No que diz respeito à prática de atividade física e comportamento sedentário, as mulheres jovens, entre 2015 e 2019, aumentaram a prática de atividade física; e mais de 5% realizam esta atividade, em sua maioria na zona urbana, havendo a necessidade de estimular essas atividades nesses locais. Além disso, a prevalência de mulheres que ficam mais de 3 horas assistindo TV diminuiu. Entretanto, 44,7% das mulheres entrevistadas usavam telas (computador, celular ou tablets) por 3 horas ou mais, no tempo livre, contribuindo para um comportamento sedentário.
Foi encontrado, ainda, aumento expressivo na mortalidade por câncer de mama na Superintendência Regional (SR) - Litoral Leste/Jaguaribe e na SR-Sertão Central.

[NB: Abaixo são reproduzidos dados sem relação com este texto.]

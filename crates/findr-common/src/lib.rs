//! # findr-common
//!
//! Shared utilities including configuration, error handling, password hashing,
//! and telemetry.

pub mod auth;
pub mod config;
pub mod error;
pub mod telemetry;

// Re-export commonly used types at crate root
pub use auth::PasswordService;
pub use config::{
    AppConfig, AppSettings, ConfigError, Environment, IdentityConfig, SnowflakeConfig,
    StoreConfig, TelemetryConfig,
};
pub use error::{AppError, AppResult};
pub use telemetry::{init_telemetry, LogFormat, TracingConfig, TracingError};
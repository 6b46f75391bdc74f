//! Test fixtures and data generators
//!
//! Provides reusable test data for integration tests.

use std::sync::atomic::{AtomicU64, Ordering};

/// Counter for unique test data
static COUNTER: AtomicU64 = AtomicU64::new(1);

/// Get a unique suffix for test data
pub fn unique_suffix() -> u64 {
    COUNTER.fetch_add(1, Ordering::SeqCst)
}

/// Email/password pair
#[derive(Debug, Clone)]
pub struct Credentials {
    pub email: String,
    pub password: String,
}

impl Credentials {
    pub fn unique() -> Self {
        let suffix = unique_suffix();
        Self {
            email: format!("test{suffix}@example.com"),
            password: "TestPass123!".to_string(),
        }
    }
}

/// Texts used by the feed scenarios
pub mod texts {
    pub const PARIS_TRIP: &str = "Paris trip";
    pub const BEAUTIFUL: &str = "Beautiful!";
    pub const BLANKS: [&str; 4] = ["", " ", "\t\n", "   \r\n  "];
}
//! Structured logging setup

mod tracing_setup;

pub use tracing_setup::{init_telemetry, LogFormat, TracingConfig, TracingError};
//! Credential utilities

mod password;

pub use password::PasswordService;
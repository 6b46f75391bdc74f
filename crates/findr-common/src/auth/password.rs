//! Stored credentials for the in-process identity provider
//!
//! Passwords are kept as Argon2id PHC strings. The cost parameters are
//! embedded in each string, so hashes made with different costs still
//! verify.

use argon2::{
    password_hash::{rand_core::OsRng, PasswordHash, PasswordHasher, PasswordVerifier, SaltString},
    Algorithm, Argon2, Params, Version,
};
use findr_core::DomainError;

use crate::config::ConfigError;
use crate::error::AppError;

/// Argon2id hasher with fixed cost parameters
#[derive(Debug, Clone)]
pub struct PasswordService {
    params: Params,
}

impl Default for PasswordService {
    fn default() -> Self {
        Self::new()
    }
}

impl PasswordService {
    /// Library default costs
    #[must_use]
    pub fn new() -> Self {
        Self {
            params: Params::default(),
        }
    }

    /// Custom memory (KiB) and iteration costs
    pub fn with_costs(memory_kib: u32, iterations: u32) -> Result<Self, AppError> {
        let params = Params::new(memory_kib, iterations, Params::DEFAULT_P_COST, None)
            .map_err(|e| ConfigError::InvalidValue("ARGON2_COSTS", e.to_string()))?;
        Ok(Self { params })
    }

    fn hasher(&self) -> Argon2<'static> {
        Argon2::new(Algorithm::Argon2id, Version::V0x13, self.params.clone())
    }

    /// Hash with a fresh random salt
    pub fn hash(&self, password: &str) -> Result<String, AppError> {
        let salt = SaltString::generate(&mut OsRng);
        self.hasher()
            .hash_password(password.as_bytes(), &salt)
            .map(|hash| hash.to_string())
            .map_err(|e| AppError::internal(anyhow::anyhow!("Password hashing failed: {e}")))
    }

    /// `Ok(false)` on a wrong password; `Err` only if `stored` is not a PHC
    /// string
    pub fn verify(&self, password: &str, stored: &str) -> Result<bool, AppError> {
        let parsed = PasswordHash::new(stored)
            .map_err(|e| AppError::internal(anyhow::anyhow!("Stored credential unreadable: {e}")))?;
        Ok(self
            .hasher()
            .verify_password(password.as_bytes(), &parsed)
            .is_ok())
    }

    /// A wrong password becomes the provider's invalid-credential rejection
    pub fn verify_or_error(&self, password: &str, stored: &str) -> Result<(), AppError> {
        if self.verify(password, stored)? {
            Ok(())
        } else {
            Err(AppError::Domain(DomainError::InvalidCredential))
        }
    }
}
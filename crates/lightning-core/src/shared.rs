//! Tracker access from several tasks
//!
//! On the device the sensor task reconciles samples while the display and
//! uplink tasks only query. [`SharedTracker`] serializes both behind a
//! critical-section mutex, so a query never observes a half-applied
//! reconciliation.

use core::cell::RefCell;

use embassy_sync::blocking_mutex::{Mutex, raw::CriticalSectionRawMutex};

use crate::history::Bucket;
use crate::state::LastEvent;
use crate::storage::RecordStore;
use crate::time::Timestamp;
use crate::tracker::{LightningSample, LightningTracker, Reconciliation};

pub struct SharedTracker<S: RecordStore> {
    inner: Mutex<CriticalSectionRawMutex, RefCell<LightningTracker<S>>>,
}

impl<S: RecordStore> SharedTracker<S> {
    pub const fn new(tracker: LightningTracker<S>) -> Self {
        Self {
            inner: Mutex::new(RefCell::new(tracker)),
        }
    }

    /// Run `f` with exclusive access to the tracker
    pub fn with<R>(&self, f: impl FnOnce(&mut LightningTracker<S>) -> R) -> R {
        self.inner.lock(|tracker| f(&mut tracker.borrow_mut()))
    }

    pub fn reconcile(&self, sample: LightningSample) -> Reconciliation<S::Error> {
        self.with(|tracker| tracker.reconcile(sample))
    }

    pub fn reset(&self) {
        self.with(|tracker| tracker.reset());
    }

    pub fn init_history(&self, fill: Bucket) {
        self.with(|tracker| tracker.init_history(fill));
    }

    pub fn last_event(&self) -> Option<LastEvent> {
        self.inner.lock(|tracker| tracker.borrow().last_event())
    }

    pub fn past_hour(&self) -> Option<u32> {
        self.inner.lock(|tracker| tracker.borrow().past_hour())
    }

    pub fn past_hour_at(&self, now: Timestamp) -> Option<u32> {
        self.inner.lock(|tracker| tracker.borrow().past_hour_at(now))
    }

    pub fn into_inner(self) -> LightningTracker<S> {
        self.inner.into_inner().into_inner()
    }
}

Somado a esse cenário, ressalta-se que a SR-Fortaleza se manteve estável entre 2016 e 2019 e as demais apresentaram queda importante na mortalidade entre 2018 e 2019.
Sobre a mortalidade atribuível, a professora Sara destaca que 23% das mortes por câncer de mama feminino no estado do Ceará poderiam ser evitadas se as mulheres se mantivessem eutróficas, ou seja, sem sobrepeso e obesidade. “Todo esse cenário parcial encontrado com esses resultados já sinaliza importantes contextos que precisam ser trabalhados no nosso estado entre as mulheres, para prevenção da neoplasia de maior incidência e mortalidade no sexo feminino, que seriam a prevenção, não apenas da obesidade, mas também do sobrepeso, o cuidado específico para regiões onde a mortalidade entre mulheres jovens tem maior evidência e o cuidado com a zona rural do Ceará que vem sendo ‘vítima’ do avanço das mudanças alimentares que vem acontecendo no mundo, em nosso país e em nosso Estado”, concluiu a coordenadora da pesquisa.